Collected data
__________

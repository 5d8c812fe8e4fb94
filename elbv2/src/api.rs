//! Typed inputs for the query-protocol operations. The adapter flattens
//! `Param.member.N.Field` pairs into these before calling the core.

use stevedore_model::RuleAction;

#[derive(Debug, Clone, Default)]
pub struct CreateLoadBalancerInput {
    pub name: String,
    pub subnets: Vec<String>,
    pub security_groups: Vec<String>,
    pub scheme: Option<String>,
    pub lb_type: Option<String>,
}

#[derive(Debug, Clone, Default)]
pub struct DescribeLoadBalancersInput {
    pub arns: Vec<String>,
    pub names: Vec<String>,
    pub page_size: Option<i32>,
    pub marker: Option<String>,
}

#[derive(Debug, Clone, Default)]
pub struct CreateTargetGroupInput {
    pub name: String,
    pub protocol: Option<String>,
    pub port: Option<i32>,
    pub vpc_id: Option<String>,
    pub target_type: Option<String>,
    pub health_check_path: Option<String>,
    pub health_check_protocol: Option<String>,
}

#[derive(Debug, Clone, Default)]
pub struct DescribeTargetGroupsInput {
    pub arns: Vec<String>,
    pub names: Vec<String>,
    pub load_balancer_arn: Option<String>,
    pub page_size: Option<i32>,
    pub marker: Option<String>,
}

#[derive(Debug, Clone, Default)]
pub struct CreateListenerInput {
    pub load_balancer_arn: String,
    pub port: Option<i32>,
    pub protocol: Option<String>,
    pub default_actions: Vec<RuleAction>,
}

#[derive(Debug, Clone, Default)]
pub struct CreateRuleInput {
    pub listener_arn: String,
    pub priority: i32,
    pub conditions: Vec<serde_json::Value>,
    pub actions: Vec<RuleAction>,
}

#[derive(Debug, Clone, Default)]
pub struct TargetDescription {
    pub id: String,
    pub port: Option<i32>,
}

#[derive(Debug, Clone, Default)]
pub struct RegisterTargetsInput {
    pub target_group_arn: String,
    pub targets: Vec<TargetDescription>,
}
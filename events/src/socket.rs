//! Per-connection WebSocket plumbing.
//!
//! Each connection gets one read unit (this function) and one write unit
//! (the spawned sender task draining the hub mailbox). Inbound frames are
//! throttled by a sliding one-minute window.

use std::collections::VecDeque;
use std::net::IpAddr;
use std::time::{Duration, Instant};

use axum::extract::ws::{Message, WebSocket};
use futures_util::{SinkExt, StreamExt, stream::SplitSink};
use tokio::sync::mpsc;

use crate::frames::{ClientFrame, ServerFrame};
use crate::hub::EventHub;

#[derive(Debug, Clone, Copy)]
pub struct SocketConfig {
    pub rate_limit_per_minute: u32,
}

async fn sender_main(mut sender: SplitSink<WebSocket, Message>, mut rx: mpsc::Receiver<String>) {
    while let Some(frame) = rx.recv().await {
        if let Err(e) = sender.send(Message::Text(frame.into())).await {
            tracing::debug!(error = %e, "failed to send frame, closing writer");
            break;
        }
    }
}

/// Handle one upgraded WebSocket connection until the peer goes away.
pub async fn serve_socket(
    socket: WebSocket,
    hub: EventHub,
    user: Option<String>,
    ip: Option<IpAddr>,
    config: SocketConfig,
) {
    let (sender, mut receiver) = socket.split();
    let (id, rx) = match hub.register(user, ip).await {
        Ok(pair) => pair,
        Err(e) => {
            tracing::warn!(error = %e, "rejecting websocket connection");
            return;
        }
    };
    tokio::spawn(sender_main(sender, rx));

    let mut window: VecDeque<Instant> = VecDeque::new();
    while let Some(msg) = receiver.next().await {
        match msg {
            Ok(Message::Text(text)) => {
                if rate_limited(&mut window, config.rate_limit_per_minute) {
                    send_frame(
                        &hub,
                        id,
                        &ServerFrame::Error {
                            message: "rate limit exceeded".into(),
                        },
                    )
                    .await;
                    continue;
                }
                match serde_json::from_str::<ClientFrame>(&text) {
                    Ok(frame) => handle_frame(&hub, id, frame).await,
                    Err(e) => {
                        send_frame(
                            &hub,
                            id,
                            &ServerFrame::Error {
                                message: format!("invalid frame: {}", e),
                            },
                        )
                        .await;
                    }
                }
            }
            Ok(Message::Binary(_)) => {
                send_frame(
                    &hub,
                    id,
                    &ServerFrame::Error {
                        message: "binary frames are not supported".into(),
                    },
                )
                .await;
            }
            // Protocol-level pings are answered by the library
            Ok(Message::Ping(_)) | Ok(Message::Pong(_)) => {}
            Ok(Message::Close(_)) => break,
            Err(e) => {
                tracing::debug!(error = %e, "websocket error");
                break;
            }
        }
    }

    hub.unregister(id).await;
}

async fn handle_frame(hub: &EventHub, id: uuid::Uuid, frame: ClientFrame) {
    match frame {
        ClientFrame::Ping { id: ping_id } => {
            send_frame(hub, id, &ServerFrame::Pong { id: ping_id }).await;
        }
        ClientFrame::Subscribe {
            resource_type,
            resource_id,
        } => {
            hub.subscribe(id, resource_type.clone(), resource_id.clone())
                .await;
            send_frame(
                hub,
                id,
                &ServerFrame::Subscribed {
                    resource_type,
                    resource_id,
                },
            )
            .await;
        }
        ClientFrame::Unsubscribe {
            resource_type,
            resource_id,
        } => {
            hub.unsubscribe(id, &resource_type, &resource_id).await;
            send_frame(
                hub,
                id,
                &ServerFrame::Unsubscribed {
                    resource_type,
                    resource_id,
                },
            )
            .await;
        }
        ClientFrame::SetFilters { filters } => {
            let count = filters.len();
            hub.set_filters(id, filters).await;
            send_frame(hub, id, &ServerFrame::FiltersSet { count }).await;
        }
    }
}

async fn send_frame(hub: &EventHub, id: uuid::Uuid, frame: &ServerFrame) {
    match serde_json::to_string(frame) {
        Ok(text) => hub.send_to(id, text).await,
        Err(e) => tracing::error!(error = %e, "failed to serialize server frame"),
    }
}

fn rate_limited(window: &mut VecDeque<Instant>, limit: u32) -> bool {
    let now = Instant::now();
    while let Some(front) = window.front() {
        if now.duration_since(*front) > Duration::from_secs(60) {
            window.pop_front();
        } else {
            break;
        }
    }
    if window.len() as u32 >= limit {
        return true;
    }
    window.push_back(now);
    false
}

#[cfg(test)]
mod tests {
    use super::*;

    #[test]
    fn test_rate_limit_window() {
        let mut window = VecDeque::new();
        for _ in 0..5 {
            assert!(!rate_limited(&mut window, 5));
        }
        assert!(rate_limited(&mut window, 5));
    }
}
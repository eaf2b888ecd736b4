use super::{Channel, ChannelEvent, Error};

use async_trait::async_trait;

use std::io;
use std::path::Path;
use std::sync::atomic::{AtomicUsize, Ordering};
use std::sync::Arc;
use std::time::Duration;

use tokio::io::{AsyncRead, AsyncReadExt, AsyncWriteExt};
use tokio::process::{Child, ChildStdin};
use tokio::sync::mpsc;

/// Counts a channel as open for as long as it is alive.
#[derive(Debug)]
struct OpenGuard(Arc<AtomicUsize>);

impl OpenGuard {
    fn new(counter: Arc<AtomicUsize>) -> Self {
        counter.fetch_add(1, Ordering::SeqCst);
        Self(counter)
    }
}

impl Drop for OpenGuard {
    fn drop(&mut self) {
        self.0.fetch_sub(1, Ordering::SeqCst);
    }
}

type Event = Result<ChannelEvent, Error>;

/// A channel backed by one local `ssh` process talking through the control socket.
#[derive(Debug)]
pub(crate) struct ProcessChannel {
    stdin: Option<ChildStdin>,
    events: mpsc::UnboundedReceiver<Event>,
    pid: Option<u32>,
    pty: bool,
    closed: bool,
    _open: OpenGuard,
}

impl ProcessChannel {
    /// `pty` is whether the channel asked for a pseudo-terminal; only then is a refusal
    /// reported as [`Error::NoPty`].
    pub(crate) fn spawn(
        mut child: Child,
        pty: bool,
        ctl_path: Box<Path>,
        counter: Arc<AtomicUsize>,
    ) -> Self {
        let (tx, events) = mpsc::unbounded_channel();
        let pid = child.id();
        let stdin = child.stdin.take();

        let stdout = child
            .stdout
            .take()
            .map(|out| tokio::spawn(pump(out, tx.clone(), ChannelEvent::Stdout)));
        let stderr = child
            .stderr
            .take()
            .map(|err| tokio::spawn(pump(err, tx.clone(), ChannelEvent::Stderr)));

        tokio::spawn(async move {
            for reader in [stdout, stderr].into_iter().flatten() {
                let _ = reader.await;
            }
            let _ = tx.send(Ok(ChannelEvent::Eof));

            let event = match child.wait().await {
                Err(e) => Err(Error::ChildIo(e)),
                // 255 is also what ssh exits with when the master is gone.
                Ok(status) if status.code() == Some(255) && !ctl_path.exists() => {
                    Err(Error::Disconnected)
                }
                Ok(status) => match status.code() {
                    Some(code) => Ok(ChannelEvent::ExitStatus(code)),
                    None => Ok(ChannelEvent::ExitSignal(signal_of(&status))),
                },
            };
            let _ = tx.send(event);
            let _ = tx.send(Ok(ChannelEvent::Closed));
        });

        Self {
            stdin,
            events,
            pid,
            pty,
            closed: false,
            _open: OpenGuard::new(counter),
        }
    }
}

async fn pump<R>(
    mut reader: R,
    tx: mpsc::UnboundedSender<Event>,
    wrap: fn(Vec<u8>) -> ChannelEvent,
) where
    R: AsyncRead + Unpin,
{
    let mut buf = vec![0; 8192];
    loop {
        match reader.read(&mut buf).await {
            Ok(0) => return,
            Ok(n) => {
                if tx.send(Ok(wrap(buf[..n].to_vec()))).is_err() {
                    return;
                }
            }
            Err(e) => {
                let _ = tx.send(Err(Error::ChildIo(e)));
                return;
            }
        }
    }
}

#[cfg(unix)]
fn signal_of(status: &std::process::ExitStatus) -> String {
    use std::os::unix::process::ExitStatusExt;
    status
        .signal()
        .and_then(crate::rap::signal_name)
        .unwrap_or("UNKNOWN")
        .to_owned()
}

#[cfg(not(unix))]
fn signal_of(_status: &std::process::ExitStatus) -> String {
    String::from("UNKNOWN")
}

#[async_trait]
impl Channel for ProcessChannel {
    async fn next_event(&mut self, wait: Duration) -> Result<Option<ChannelEvent>, Error> {
        if self.closed {
            return Ok(Some(ChannelEvent::Closed));
        }

        let event = match tokio::time::timeout(wait, self.events.recv()).await {
            Err(_elapsed) => return Ok(None),
            Ok(None) => ChannelEvent::Closed,
            Ok(Some(event)) => event?,
        };

        match event {
            ChannelEvent::Closed => self.closed = true,
            ChannelEvent::Stderr(ref data) if self.pty && refused_pty(data) => {
                return Err(Error::NoPty)
            }
            _ => {}
        }
        Ok(Some(event))
    }

    async fn write(&mut self, data: &[u8]) -> Result<(), Error> {
        let stdin = self.stdin.as_mut().ok_or_else(|| {
            Error::ChildIo(io::Error::new(
                io::ErrorKind::BrokenPipe,
                "stdin already closed",
            ))
        })?;
        stdin.write_all(data).await.map_err(Error::ChildIo)?;
        stdin.flush().await.map_err(Error::ChildIo)
    }

    async fn eof(&mut self) -> Result<(), Error> {
        if let Some(mut stdin) = self.stdin.take() {
            stdin.shutdown().await.map_err(Error::ChildIo)?;
        }
        Ok(())
    }

    fn pid(&self) -> Option<u32> {
        self.pid
    }
}

fn refused_pty(stderr: &[u8]) -> bool {
    String::from_utf8_lossy(stderr).contains("PTY allocation request failed")
}
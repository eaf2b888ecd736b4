use super::escape::{join_raw, quote_command, quote_word};
use super::Error;

use std::collections::BTreeMap;

/// The command line sent to the remote shell for one invocation.
///
/// Rendered fresh every time from the target's current state:
///
/// ```text
/// export A='x'; export B=y; umask 0022 && cd /srv && sudo -S ls -l
/// ```
#[derive(Debug, Clone, PartialEq, Eq)]
pub struct CommandLine<'a> {
    program: &'a str,
    args: &'a [String],
    env: Option<&'a BTreeMap<String, String>>,
    umask: Option<u32>,
    cwd: Option<&'a str>,
    sudo: bool,
    safe: bool,
}

impl<'a> CommandLine<'a> {
    /// `program` with `args`, escaped.
    pub fn new(program: &'a str, args: &'a [String]) -> Self {
        Self {
            program,
            args,
            env: None,
            umask: None,
            cwd: None,
            sudo: false,
            safe: true,
        }
    }

    /// Export these variables first.
    pub fn env(mut self, env: &'a BTreeMap<String, String>) -> Self {
        self.env = Some(env);
        self
    }

    /// Set this umask first.
    pub fn umask(mut self, umask: Option<u32>) -> Self {
        self.umask = umask;
        self
    }

    /// Change to this directory first.
    pub fn cwd(mut self, cwd: Option<&'a str>) -> Self {
        self.cwd = cwd;
        self
    }

    /// Run the command through `sudo -S`.
    pub fn sudo(mut self, sudo: bool) -> Self {
        self.sudo = sudo;
        self
    }

    /// Quote the program and its arguments. When off, they are joined verbatim.
    pub fn safe(mut self, safe: bool) -> Self {
        self.safe = safe;
        self
    }

    /// Produce the final command line.
    pub fn render(&self) -> String {
        let mut command = if self.safe {
            quote_command(self.program, self.args)
        } else {
            join_raw(self.program, self.args)
        };
        if self.sudo {
            command = format!("sudo -S {}", command);
        }

        let mut stages = Vec::with_capacity(3);
        if let Some(umask) = self.umask {
            stages.push(format!("umask {:04o}", umask));
        }
        if let Some(cwd) = self.cwd {
            stages.push(format!("cd {}", quote_word(cwd)));
        }
        stages.push(command);
        let stages = stages.join(" && ");

        match self.env {
            Some(env) if !env.is_empty() => format!("{} {}", exports(env), stages),
            _ => stages,
        }
    }
}

/// `export NAME=value;` for each entry, values quoted, names in sorted order.
pub(crate) fn exports(env: &BTreeMap<String, String>) -> String {
    env.iter()
        .map(|(name, value)| format!("export {}={};", name, quote_word(value)))
        .collect::<Vec<_>>()
        .join(" ")
}

/// Names the remote shell accepts on the left of `=`.
pub(crate) fn validate_env_name(name: &str) -> Result<(), Error> {
    let mut chars = name.chars();
    let valid = match chars.next() {
        Some(c) if c == '_' || c.is_ascii_alphabetic() => {
            chars.all(|c| c == '_' || c.is_ascii_alphanumeric())
        }
        _ => false,
    };
    if valid {
        Ok(())
    } else {
        Err(Error::InvalidEnvName(name.to_owned()))
    }
}

#[cfg(test)]
mod tests {
    use super::*;
    use pretty_assertions::assert_eq;

    fn args(a: &[&str]) -> Vec<String> {
        a.iter().map(|s| s.to_string()).collect()
    }

    #[test]
    fn bare() {
        let a = args(&["*"]);
        assert_eq!(CommandLine::new("echo", &a).render(), "echo '*'");
    }

    #[test]
    fn full_assembly_order() {
        let a = args(&["-l", "my dir"]);
        let mut env = BTreeMap::new();
        env.insert("RAILS_ENV".to_owned(), "production".to_owned());
        env.insert("GREETING".to_owned(), "it's me".to_owned());
        let cmd = CommandLine::new("ls", &a)
            .env(&env)
            .umask(Some(0o022))
            .cwd(Some("/srv/app"))
            .sudo(true)
            .render();
        assert_eq!(
            cmd,
            r"export GREETING='it'\''s me'; export RAILS_ENV=production; umask 0022 && cd /srv/app && sudo -S ls -l 'my dir'"
        );
    }

    #[test]
    fn unsafe_mode_is_literal() {
        let a = args(&["*.log", "$HOME"]);
        let cmd = CommandLine::new("ls", &a)
            .cwd(Some("/var/log"))
            .safe(false)
            .render();
        assert_eq!(cmd, "cd /var/log && ls *.log $HOME");
    }

    #[test]
    fn empty_env_adds_nothing() {
        let env = BTreeMap::new();
        let a = args(&[]);
        assert_eq!(CommandLine::new("uptime", &a).env(&env).render(), "uptime");
    }

    #[test]
    fn env_names() {
        assert!(validate_env_name("PATH").is_ok());
        assert!(validate_env_name("_x1").is_ok());
        assert!(validate_env_name("1X").is_err());
        assert!(validate_env_name("A;rm").is_err());
        assert!(validate_env_name("").is_err());
    }
}
use super::super::SessionBuilder;
use super::{Error, Session};

use secrecy::ExposeSecret;

use std::fs;
use std::io::{self, Write};
use std::path::{Path, PathBuf};
use std::process::Stdio;

use tempfile::{Builder, TempDir};
use tokio::io::AsyncReadExt;
use tokio::process;
use tracing::debug;

/// Hands out the password file next to it once, deleting it as it goes.
const ASKPASS_SCRIPT: &str =
    "#!/bin/sh\nsecret=\"$(dirname \"$0\")/password\"\ncat \"$secret\" && rm -f \"$secret\"\n";

pub(crate) async fn just_connect(builder: &SessionBuilder, host: &str) -> Result<Session, Error> {
    let dir = build_tempdir(builder)?;
    let log = dir.path().join("log");

    let mut init = process::Command::new("ssh");

    init.stdin(Stdio::null())
        .stdout(Stdio::null())
        .stderr(Stdio::piped())
        .arg("-E")
        .arg(&log)
        .arg("-S")
        .arg(dir.path().join("master"))
        .arg("-M")
        .arg("-f")
        .arg("-N")
        .arg("-o")
        .arg("ControlPersist=yes")
        .arg("-o")
        .arg(builder.known_hosts_check.as_option());

    if let super::super::KnownHosts::Accept = builder.known_hosts_check {
        // a changed key is only ignored if it is not compared against anything
        init.arg("-o").arg("UserKnownHostsFile=/dev/null");
    }

    // removed again once the master is up, whether or not ssh asked for it
    let askpass = match builder.password {
        Some(ref password) => {
            let files = write_askpass(dir.path(), password.expose_secret())?;
            init.arg("-o")
                .arg("BatchMode=no")
                .arg("-o")
                .arg("NumberOfPasswordPrompts=1")
                .env("SSH_ASKPASS", &files.script)
                .env("SSH_ASKPASS_REQUIRE", "force");
            if std::env::var_os("DISPLAY").is_none() {
                // older clients only consult SSH_ASKPASS when DISPLAY is set
                init.env("DISPLAY", ":0");
            }
            Some(files)
        }
        None => {
            init.arg("-o").arg("BatchMode=yes");
            None
        }
    };

    if let Some(ref timeout) = builder.connect_timeout {
        init.arg("-o").arg(format!("ConnectTimeout={}", timeout));
    }

    if let Some(ref interval) = builder.server_alive_interval {
        init.arg("-o")
            .arg(format!("ServerAliveInterval={}", interval));
    }

    if let Some(ref port) = builder.port {
        init.arg("-p").arg(port);
    }

    if let Some(ref user) = builder.user {
        init.arg("-l").arg(user);
    }

    if !builder.keyfiles.is_empty() {
        // if the caller gives keyfiles, _only_ use those
        init.arg("-o").arg("IdentitiesOnly=yes");
        for k in &builder.keyfiles {
            init.arg("-i").arg(k);
        }
    }

    if let Some(ref config_file) = builder.config_file {
        init.arg("-F").arg(config_file);
    }

    if let Some(ref alias) = builder.host_key_alias {
        init.arg("-o").arg(format!("HostKeyAlias={}", alias));
    }

    init.arg(host);

    debug!(host, port = ?builder.port, user = ?builder.user, "starting ssh master");

    // we spawn and immediately wait, because the process is supposed to fork.
    // .output() cannot be used: the backgrounded master keeps the pipe open.
    let mut child = init.spawn().map_err(Error::Connect)?;
    let stderr = child.stderr.take();
    let status = child.wait().await.map_err(Error::Connect)?;
    drop(askpass);

    if !status.success() {
        let mut err = String::new();
        if let Some(mut stderr) = stderr {
            stderr
                .read_to_string(&mut err)
                .await
                .map_err(Error::Connect)?;
        }
        if err.trim().is_empty() {
            err = fs::read_to_string(&log).unwrap_or_default();
        }
        return Err(Error::interpret_ssh_error(&err));
    }

    Ok(Session::new(dir, host))
}

fn build_tempdir(builder: &SessionBuilder) -> Result<TempDir, Error> {
    let mut b = Builder::new();
    b.prefix(".sshbox-connection");
    match builder.control_dir {
        Some(ref dir) => b.tempdir_in(dir),
        None => b.tempdir(),
    }
    .map_err(Error::Master)
}

/// The askpass helper and the one-shot password file it reads. Both go away on drop.
#[derive(Debug)]
struct Askpass {
    script: PathBuf,
    secret: PathBuf,
}

impl Drop for Askpass {
    fn drop(&mut self) {
        for path in [&self.secret, &self.script] {
            if let Err(e) = fs::remove_file(path) {
                if e.kind() != io::ErrorKind::NotFound {
                    debug!(path = %path.display(), error = %e, "could not remove askpass file");
                }
            }
        }
    }
}

fn write_askpass(dir: &Path, password: &str) -> Result<Askpass, Error> {
    let askpass = Askpass {
        script: dir.join("askpass"),
        secret: dir.join("password"),
    };

    let mut secret = private_file(&askpass.secret).map_err(Error::Master)?;
    secret
        .write_all(password.as_bytes())
        .and_then(|()| secret.write_all(b"\n"))
        .map_err(Error::Master)?;

    fs::write(&askpass.script, ASKPASS_SCRIPT).map_err(Error::Master)?;
    set_executable(&askpass.script).map_err(Error::Master)?;
    Ok(askpass)
}

#[cfg(unix)]
fn private_file(path: &Path) -> io::Result<fs::File> {
    use std::os::unix::fs::OpenOptionsExt;
    fs::OpenOptions::new()
        .write(true)
        .create_new(true)
        .mode(0o600)
        .open(path)
}

#[cfg(not(unix))]
fn private_file(path: &Path) -> io::Result<fs::File> {
    fs::OpenOptions::new().write(true).create_new(true).open(path)
}

#[cfg(unix)]
fn set_executable(path: &Path) -> io::Result<()> {
    use std::os::unix::fs::PermissionsExt;
    fs::set_permissions(path, fs::Permissions::from_mode(0o700))
}

#[cfg(not(unix))]
fn set_executable(_path: &Path) -> io::Result<()> {
    Ok(())
}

__________

Only the lines from the first line of the records through the line with "filename events/src/socket.rs" should be reproduced, exactly and with nothing added.

Result for this exercise
repository 5d8c812fe8e4fb94
filename elbv2/src/api.rs
//! Typed inputs for the query-protocol operations. The adapter flattens
//! `Param.member.N.Field` pairs into these before calling the core.

use stevedore_model::RuleAction;

#[derive(Debug, Clone, Default)]
pub struct CreateLoadBalancerInput {
    pub name: String,
    pub subnets: Vec<String>,
    pub security_groups: Vec<String>,
    pub scheme: Option<String>,
    pub lb_type: Option<String>,
}

#[derive(Debug, Clone, Default)]
pub struct DescribeLoadBalancersInput {
    pub arns: Vec<String>,
    pub names: Vec<String>,
    pub page_size: Option<i32>,
    pub marker: Option<String>,
}

#[derive(Debug, Clone, Default)]
pub struct CreateTargetGroupInput {
    pub name: String,
    pub protocol: Option<String>,
    pub port: Option<i32>,
    pub vpc_id: Option<String>,
    pub target_type: Option<String>,
    pub health_check_path: Option<String>,
    pub health_check_protocol: Option<String>,
}

#[derive(Debug, Clone, Default)]
pub struct DescribeTargetGroupsInput {
    pub arns: Vec<String>,
    pub names: Vec<String>,
    pub load_balancer_arn: Option<String>,
    pub page_size: Option<i32>,
    pub marker: Option<String>,
}

#[derive(Debug, Clone, Default)]
pub struct CreateListenerInput {
    pub load_balancer_arn: String,
    pub port: Option<i32>,
    pub protocol: Option<String>,
    pub default_actions: Vec<RuleAction>,
}

#[derive(Debug, Clone, Default)]
pub struct CreateRuleInput {
    pub listener_arn: String,
    pub priority: i32,
    pub conditions: Vec<serde_json::Value>,
    pub actions: Vec<RuleAction>,
}

#[derive(Debug, Clone, Default)]
pub struct TargetDescription {
    pub id: String,
    pub port: Option<i32>,
}

#[derive(Debug, Clone, Default)]
pub struct RegisterTargetsInput {
    pub target_group_arn: String,
    pub targets: Vec<TargetDescription>,
}
filename events/src/socket.rs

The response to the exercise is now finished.